[Stored data]
%%
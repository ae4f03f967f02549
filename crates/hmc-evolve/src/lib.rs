#![deny(missing_docs)]

//! Evolution engine for lattice HMC: proposers, transforms, the evolver
//! registry, the trajectory loop and bit-exact checkpoint/restart.
//!
//! A chain is driven by [`driver::hmc`], which repeatedly asks an
//! [`Evolver`] for the next [`hmc_core::TrajectoryRecord`] and runs scheduled
//! checks and callbacks after each trajectory. Evolvers are persisted through
//! an [`EvolverManager`] so that a run can be resumed from a checkpoint and
//! continue with the identical sequence of records.

/// Sequences several evolvers in a fixed schedule.
pub mod alternator;
/// Built-in trajectory callbacks.
pub mod callbacks;
/// Trajectory and checkpoint layout in the store.
pub mod checkpoint;
/// Sanity checks run between trajectories.
pub mod checks;
/// YAML run configuration.
pub mod config;
/// Trajectory loop, schedules and run summaries.
pub mod driver;
/// The evolver trait and load-time collaborators.
pub mod evolver;
/// Discrete winding-sector proposers.
pub mod jumps;
/// `run`/`resume` entry points driven by a [`RunConfig`].
pub mod kernel;
/// Leapfrog integrator and molecular dynamics proposers.
pub mod leapfrog;
/// Type registry for saving and loading evolvers and transforms.
pub mod manager;
/// Accept/reject rules.
pub mod selector;
/// Manifold transforms.
pub mod transform;

pub use alternator::Alternator;
pub use callbacks::{ActionHistory, Progress, WriteCheckpoint, WriteTrajectory};
pub use checkpoint::{
    entry_path, latest_checkpoint, load_checkpoint, read_trajectory, write_checkpoint,
    write_trajectory, Checkpoint,
};
pub use checks::{finiteness_check, reality_check};
pub use config::{EvolverConfig, RunConfig, SeedPolicy, TransformConfig};
pub use driver::{hmc, hmc_from_record, Callback, RunContext, RunSummary, Schedule, TrajectoryContext};
pub use evolver::{Evolver, LoadContext};
pub use jumps::{TwoPiJumps, UniformJump};
pub use kernel::{resume, run};
pub use leapfrog::{leapfrog, ConstStepLeapfrog, Direction, LinearStepLeapfrog};
pub use manager::{EvolverLoader, EvolverManager, TransformLoader, TYPE_TAG};
pub use selector::Selector;
pub use transform::{AffineTransform, IdentityTransform, Transform};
%%
## The task
Give back every line of the data exactly.

## Solution to the exercise
repository ae4f03f967f02549
filename crates/hmc-evolve/src/lib.rs
#![deny(missing_docs)]

//! Evolution engine for lattice HMC: proposers, transforms, the evolver
//! registry, the trajectory loop and bit-exact checkpoint/restart.
//!
//! A chain is driven by [`driver::hmc`], which repeatedly asks an
//! [`Evolver`] for the next [`hmc_core::TrajectoryRecord`] and runs scheduled
//! checks and callbacks after each trajectory. Evolvers are persisted through
//! an [`EvolverManager`] so that a run can be resumed from a checkpoint and
//! continue with the identical sequence of records.

/// Sequences several evolvers in a fixed schedule.
pub mod alternator;
/// Built-in trajectory callbacks.
pub mod callbacks;
/// Trajectory and checkpoint layout in the store.
pub mod checkpoint;
/// Sanity checks run between trajectories.
pub mod checks;
/// YAML run configuration.
pub mod config;
/// Trajectory loop, schedules and run summaries.
pub mod driver;
/// The evolver trait and load-time collaborators.
pub mod evolver;
/// Discrete winding-sector proposers.
pub mod jumps;
/// `run`/`resume` entry points driven by a [`RunConfig`].
pub mod kernel;
/// Leapfrog integrator and molecular dynamics proposers.
pub mod leapfrog;
/// Type registry for saving and loading evolvers and transforms.
pub mod manager;
/// Accept/reject rules.
pub mod selector;
/// Manifold transforms.
pub mod transform;

pub use alternator::Alternator;
pub use callbacks::{ActionHistory, Progress, WriteCheckpoint, WriteTrajectory};
pub use checkpoint::{
    entry_path, latest_checkpoint, load_checkpoint, read_trajectory, write_checkpoint,
    write_trajectory, Checkpoint,
};
pub use checks::{finiteness_check, reality_check};
pub use config::{EvolverConfig, RunConfig, SeedPolicy, TransformConfig};
pub use driver::{hmc, hmc_from_record, Callback, RunContext, RunSummary, Schedule, TrajectoryContext};
pub use evolver::{Evolver, LoadContext};
pub use jumps::{TwoPiJumps, UniformJump};
pub use kernel::{resume, run};
pub use leapfrog::{leapfrog, ConstStepLeapfrog, Direction, LinearStepLeapfrog};
pub use manager::{EvolverLoader, EvolverManager, TransformLoader, TYPE_TAG};
pub use selector::Selector;
pub use transform::{AffineTransform, IdentityTransform, Transform};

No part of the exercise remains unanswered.